Psoriatic arthritis is typically found in both males and females between the ages 50 to 60 and is a type of arthritis that causes swelling of the joints and skin. There is juvenile psoriatic arthritis which do affect children.
What Do We Know?
There are many things that are not known or clearly understood about psoriatic arthritis. The one seemingly certain cause is a gene commonly called HLA-B27. This is a common gene found in psoriatic arthritis suffers, so there appears to be a connection between this gene and the development of this type of arthritis.
This is especially true for those who suffer from spinal arthritis. This is a very common gene present in these sufferers. Aside from this limited knowledge, there are still an lot of unanswered questions surrounding this disease and its victims are hoping for more answers.
In studying those who have psoriatic arthritis, it has been noted that there are other genes that are commonly present and that are suspect to be a contributor to the disease.
There are also mutations of at least nine of these genes that could be the culprit as well. There is clearly a wide range of speculation as to the genes that could be at the root of psoriatic arthritis.
On the other hand, some believe that this genes or mutation of genes are not the culprits at all. It has been noted that problems with your immune system create a perfect environment for psoriatic arthritis.
White blood cells begin to create antibodies in error to fight off foreign tissue in the body that are in actuality not there. Since there is no actual foreign tissue to attack these antibodies begin to go attack healthy tissue which causes the symptoms of psoriatic arthritis.
Arthritis causes great discomfort, at times unbearable. At the forefront of the minds of those who suffer from arthritis is a resolution for the pain that they are experiencing.
Resolving the problem of pain that people with arthritis suffer is difficult because of the many types of arthritis that exist. There are the common forms of arthritis such as osteoarthritis, fibromyalgia, rheumatoid arthritis, and Gout. But there are several other types. These varied types make a solution hard to find.
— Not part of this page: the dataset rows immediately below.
//! Session token type.

use serde::{Deserialize, Serialize};

/// Errors that can occur when parsing a [`SessionToken`].
#[derive(thiserror::Error, Debug, Clone)]
pub enum SessionTokenError {
    /// The token has the wrong length.
    #[error("session token must be exactly {expected} characters")]
    WrongLength {
        /// Required length.
        expected: usize,
    },
    /// The token contains characters outside the URL-safe base64 alphabet.
    #[error("session token contains invalid characters")]
    InvalidCharacters,
}

/// An opaque session credential.
///
/// Tokens are 32 random bytes encoded as URL-safe base64 without padding
/// (43 characters). Parsing only checks shape, never authenticity - a
/// well-formed token still has to be found in the session store.
///
/// `Debug` shows a short prefix only; tokens are credentials and must not
/// end up in logs.
#[derive(Clone, Serialize, Deserialize, PartialEq, Eq, Hash)]
#[serde(transparent)]
pub struct SessionToken(String);

impl SessionToken {
    /// Exact length of an encoded token.
    pub const LENGTH: usize = 43;

    /// Parse a `SessionToken` from an inbound credential string.
    ///
    /// # Errors
    ///
    /// Returns an error if the input has the wrong length or contains
    /// characters outside `[A-Za-z0-9_-]`.
    pub fn parse(s: &str) -> Result<Self, SessionTokenError> {
        if s.len() != Self::LENGTH {
            return Err(SessionTokenError::WrongLength {
                expected: Self::LENGTH,
            });
        }

        if !s
            .bytes()
            .all(|b| b.is_ascii_alphanumeric() || b == b'-' || b == b'_')
        {
            return Err(SessionTokenError::InvalidCharacters);
        }

        Ok(Self(s.to_owned()))
    }

    /// Returns the token as a string slice.
    #[must_use]
    pub fn as_str(&self) -> &str {
        &self.0
    }

    /// Consumes the token and returns its inner string.
    #[must_use]
    pub fn into_inner(self) -> String {
        self.0
    }
}

impl std::fmt::Debug for SessionToken {
    fn fmt(&self, f: &mut std::fmt::Formatter<'_>) -> std::fmt::Result {
        let prefix = self.0.get(..6).unwrap_or("");
        write!(f, "SessionToken({prefix}..)")
    }
}

impl std::str::FromStr for SessionToken {
    type Err = SessionTokenError;

    fn from_str(s: &str) -> Result<Self, Self::Err> {
        Self::parse(s)
    }
}

// SQLx support (with postgres feature)
#[cfg(feature = "postgres")]
impl sqlx::Type<sqlx::Postgres> for SessionToken {
    fn type_info() -> sqlx::postgres::PgTypeInfo {
        <String as sqlx::Type<sqlx::Postgres>>::type_info()
    }

    fn compatible(ty: &sqlx::postgres::PgTypeInfo) -> bool {
        <String as sqlx::Type<sqlx::Postgres>>::compatible(ty)
    }
}

#[cfg(feature = "postgres")]
impl<'r> sqlx::Decode<'r, sqlx::Postgres> for SessionToken {
    fn decode(value: sqlx::postgres::PgValueRef<'r>) -> Result<Self, sqlx::error::BoxDynError> {
        let s = <String as sqlx::Decode<sqlx::Postgres>>::decode(value)?;
        // Database values are assumed valid
        Ok(Self(s))
    }
}

#[cfg(feature = "postgres")]
impl sqlx::Encode<'_, sqlx::Postgres> for SessionToken {
    fn encode_by_ref(
        &self,
        buf: &mut sqlx::postgres::PgArgumentBuffer,
    ) -> Result<sqlx::encode::IsNull, sqlx::error::BoxDynError> {
        <String as sqlx::Encode<sqlx::Postgres>>::encode_by_ref(&self.0, buf)
    }
}

#[cfg(test)]
#[allow(clippy::unwrap_used)]
mod tests {
    use super::*;

    const VALID: &str = "AAAAAAAAAAAAAAAAAAAAAAAAAAAAAAAAAAAAAAAA-_3";

    #[test]
    fn test_parse_valid() {
        let token = SessionToken::parse(VALID).unwrap();
        assert_eq!(token.as_str(), VALID);
    }

    #[test]
    fn test_parse_wrong_length() {
        assert!(matches!(
            SessionToken::parse("short"),
            Err(SessionTokenError::WrongLength { expected: 43 })
        ));
        let long = "A".repeat(44);
        assert!(SessionToken::parse(&long).is_err());
    }

    #[test]
    fn test_parse_invalid_characters() {
        let bad = format!("{}+", "A".repeat(42));
        assert!(matches!(
            SessionToken::parse(&bad),
            Err(SessionTokenError::InvalidCharacters)
        ));
    }

    #[test]
    fn test_debug_redacts() {
        let token = SessionToken::parse(VALID).unwrap();
        let debug = format!("{token:?}");
        assert!(!debug.contains(VALID));
        assert!(debug.starts_with("SessionToken(AAAAAA"));
    }
}
//! Identifier types for catalog and sample-log entities
//!
//! Instrument ids are small positive integers assigned by the store at
//! bootstrap; sample ids are assigned on insertion.

use serde::{Deserialize, Serialize};
use std::fmt;

/// Identifier of an instrument in the catalog
///
/// Serializes as a bare integer, which is how clients refer to instruments
/// on the wire (`assetId`).
#[derive(Debug, Clone, Copy, PartialEq, Eq, Hash, PartialOrd, Ord, Serialize, Deserialize)]
#[serde(transparent)]
pub struct InstrumentId(i32);

impl InstrumentId {
    pub const fn new(raw: i32) -> Self {
        Self(raw)
    }

    /// Get the raw integer value
    pub const fn get(self) -> i32 {
        self.0
    }

    /// Convert a client-supplied integer.
    ///
    /// Returns `None` for values that can never name an instrument
    /// (non-positive or out of range).
    pub fn from_wire(raw: i64) -> Option<Self> {
        i32::try_from(raw).ok().filter(|v| *v > 0).map(Self)
    }
}

impl fmt::Display for InstrumentId {
    fn fmt(&self, f: &mut fmt::Formatter<'_>) -> fmt::Result {
        write!(f, "{}", self.0)
    }
}

/// Identifier of a persisted sample
#[derive(Debug, Clone, Copy, PartialEq, Eq, Hash, PartialOrd, Ord, Serialize, Deserialize)]
#[serde(transparent)]
pub struct SampleId(i64);

impl SampleId {
    pub const fn new(raw: i64) -> Self {
        Self(raw)
    }

    pub const fn get(self) -> i64 {
        self.0
    }
}

impl fmt::Display for SampleId {
    fn fmt(&self, f: &mut fmt::Formatter<'_>) -> fmt::Result {
        write!(f, "{}", self.0)
    }
}
//! Upstream quote feed

use crate::error::RelayError;
use async_trait::async_trait;
use reqwest::{Client, StatusCode};
use std::time::Duration;

/// Fetches one raw quote payload per call.
#[async_trait]
pub trait QuoteSource: Send + Sync {
    async fn fetch(&self) -> Result<String, RelayError>;
}

/// HTTP GET against the configured feed URL.
pub struct HttpQuoteSource {
    http_client: Client,
    url: String,
}

impl HttpQuoteSource {
    pub fn new(url: impl Into<String>, timeout: Duration) -> Result<Self, RelayError> {
        let http_client = Client::builder().timeout(timeout).build()?;
        Ok(Self {
            http_client,
            url: url.into(),
        })
    }
}

#[async_trait]
impl QuoteSource for HttpQuoteSource {
    async fn fetch(&self) -> Result<String, RelayError> {
        let res = self
            .http_client
            .get(&self.url)
            .send()
            .await
            .map_err(|e| RelayError::Transport(format!("Quote feed error: {}", e)))?;

        if res.status() != StatusCode::OK {
            return Err(RelayError::Transport(format!(
                "Quote feed responded with status {}",
                res.status()
            )));
        }

        res.text()
            .await
            .map_err(|e| RelayError::Transport(format!("Quote feed body error: {}", e)))
    }
}

#[cfg(test)]
mod tests {
    use super::*;
    use wiremock::matchers::{method, path};
    use wiremock::{Mock, MockServer, ResponseTemplate};

    #[tokio::test]
    async fn test_fetch_returns_body() {
        let server = MockServer::start().await;
        Mock::given(method("GET"))
            .and(path("/rates"))
            .respond_with(ResponseTemplate::new(200).set_body_string("null({\"Rates\":[]});"))
            .mount(&server)
            .await;

        let source =
            HttpQuoteSource::new(format!("{}/rates", server.uri()), Duration::from_secs(5)).unwrap();
        let body = source.fetch().await.unwrap();
        assert_eq!(body, "null({\"Rates\":[]});");
    }

    #[tokio::test]
    async fn test_non_200_is_transport_error() {
        let server = MockServer::start().await;
        Mock::given(method("GET"))
            .respond_with(ResponseTemplate::new(503))
            .mount(&server)
            .await;

        let source = HttpQuoteSource::new(server.uri(), Duration::from_secs(5)).unwrap();
        let err = source.fetch().await.unwrap_err();
        assert!(matches!(err, RelayError::Transport(_)));
        assert!(err.to_string().contains("503"));
    }

    #[tokio::test]
    async fn test_unreachable_is_transport_error() {
        // Reserved port on loopback; nothing listens there
        let source =
            HttpQuoteSource::new("http://127.0.0.1:9/rates", Duration::from_secs(2)).unwrap();
        assert!(matches!(source.fetch().await, Err(RelayError::Transport(_))));
    }
}
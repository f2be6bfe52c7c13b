//! Instruments and the read-only instrument catalog
//!
//! Symbols are compared case-insensitively; the canonical form is upper
//! case. The catalog is built once from the store at startup and never
//! mutated afterwards, so it is shared behind an `Arc` without locking.

use crate::errors::{SymbolError, MAX_SYMBOL_LEN};
use crate::ids::InstrumentId;
use serde::{Deserialize, Serialize};
use std::collections::{BTreeMap, HashMap};
use std::fmt;

/// Canonical (trimmed, upper-case) instrument symbol
#[derive(Debug, Clone, PartialEq, Eq, Hash, PartialOrd, Ord, Serialize, Deserialize)]
#[serde(transparent)]
pub struct Symbol(String);

impl Symbol {
    /// Normalize and validate a symbol.
    pub fn parse(raw: &str) -> Result<Self, SymbolError> {
        let normalized = raw.trim().to_uppercase();
        if normalized.is_empty() {
            return Err(SymbolError::Empty);
        }
        if normalized.chars().count() > MAX_SYMBOL_LEN {
            return Err(SymbolError::TooLong {
                symbol: normalized,
                max: MAX_SYMBOL_LEN,
            });
        }
        Ok(Self(normalized))
    }

    pub fn as_str(&self) -> &str {
        &self.0
    }
}

impl fmt::Display for Symbol {
    fn fmt(&self, f: &mut fmt::Formatter<'_>) -> fmt::Result {
        f.write_str(&self.0)
    }
}

/// A catalog row
#[derive(Debug, Clone, PartialEq, Eq, Serialize, Deserialize)]
pub struct Instrument {
    pub id: InstrumentId,
    pub symbol: Symbol,
}

impl Instrument {
    pub fn new(id: InstrumentId, symbol: Symbol) -> Self {
        Self { id, symbol }
    }
}

/// In-memory id <-> symbol map.
///
/// Iteration is ordered by id.
#[derive(Debug, Clone, Default)]
pub struct InstrumentCatalog {
    by_symbol: HashMap<Symbol, InstrumentId>,
    by_id: BTreeMap<InstrumentId, Symbol>,
}

impl InstrumentCatalog {
    /// Build the catalog from store rows.
    pub fn from_instruments(instruments: impl IntoIterator<Item = Instrument>) -> Self {
        let mut catalog = Self::default();
        for instrument in instruments {
            catalog.by_symbol.insert(instrument.symbol.clone(), instrument.id);
            catalog.by_id.insert(instrument.id, instrument.symbol);
        }
        catalog
    }

    /// Case-insensitive symbol lookup.
    pub fn id_of(&self, symbol: &str) -> Option<InstrumentId> {
        let symbol = Symbol::parse(symbol).ok()?;
        self.by_symbol.get(&symbol).copied()
    }

    pub fn symbol_of(&self, id: InstrumentId) -> Option<&Symbol> {
        self.by_id.get(&id)
    }

    pub fn contains(&self, id: InstrumentId) -> bool {
        self.by_id.contains_key(&id)
    }

    /// All instruments in id order.
    pub fn iter(&self) -> impl Iterator<Item = (InstrumentId, &Symbol)> {
        self.by_id.iter().map(|(id, symbol)| (*id, symbol))
    }

    pub fn len(&self) -> usize {
        self.by_id.len()
    }

    pub fn is_empty(&self) -> bool {
        self.by_id.is_empty()
    }
}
To make matters even more complicated, the causes of psoriatic arthritis cannot be narrowed to certain genes or a problem your immune system.
A person’s surroundings can also create the perfect circumstances in which this disease can thrive and psoriatic arthritis can develop. There are so many unknown variables it is a difficult disease to fight.
What is The Treatment For Psoriatic Arthritis?
You might like to know that there is not any lab test for psoriatic arthritis. If you have psoriasis and have the symptoms of arthritis then you probably have it. They will stick needles in your joints and pull fluid out to see what they might find like gout crystals or something else, but no definite test results.
They have tested for other types of arthritis so by process of elimination they will be able to determine psoriatic arthritis and prescribe a psoriatic arthritis treatment.
This can be a very painful and debilitating disease and something you should not take lightly. Remember, you have psoriasis and there is a 30-35% chance you will get arthritis.
Usually, the treatment for psoriatic arthritis involves exercise, and inflammatory drugs called NSAIDs. These are an non-steroid medication and support inflammation, stiffness, and fever but may cause ulcers and internal bleeding with prolonged use.
If these drugs are no longer effective, they move on to other medications like methotrexate, corticosteroids, and antimalarial medications.
The exercise programs can be done at home or in a medical facility if you need the support and assistance. These routines would be tailored to the individual and the capabilities the patient or sufferer still obtained in their daily life or from one outbreak to the other.
When finished it is usually best practice to stretch afterward, take a warm shower or use hot compacts on the joints. The use of Ice packs is also a way of reducing the swelling and soreness that usually follow a workout routine.
Your exercising routine should be done on regular schedule. This type of treatment for psoriatic arthritis is to build and maintain strength in the muscles, skeleton, joints and encourage flexibility in the joints.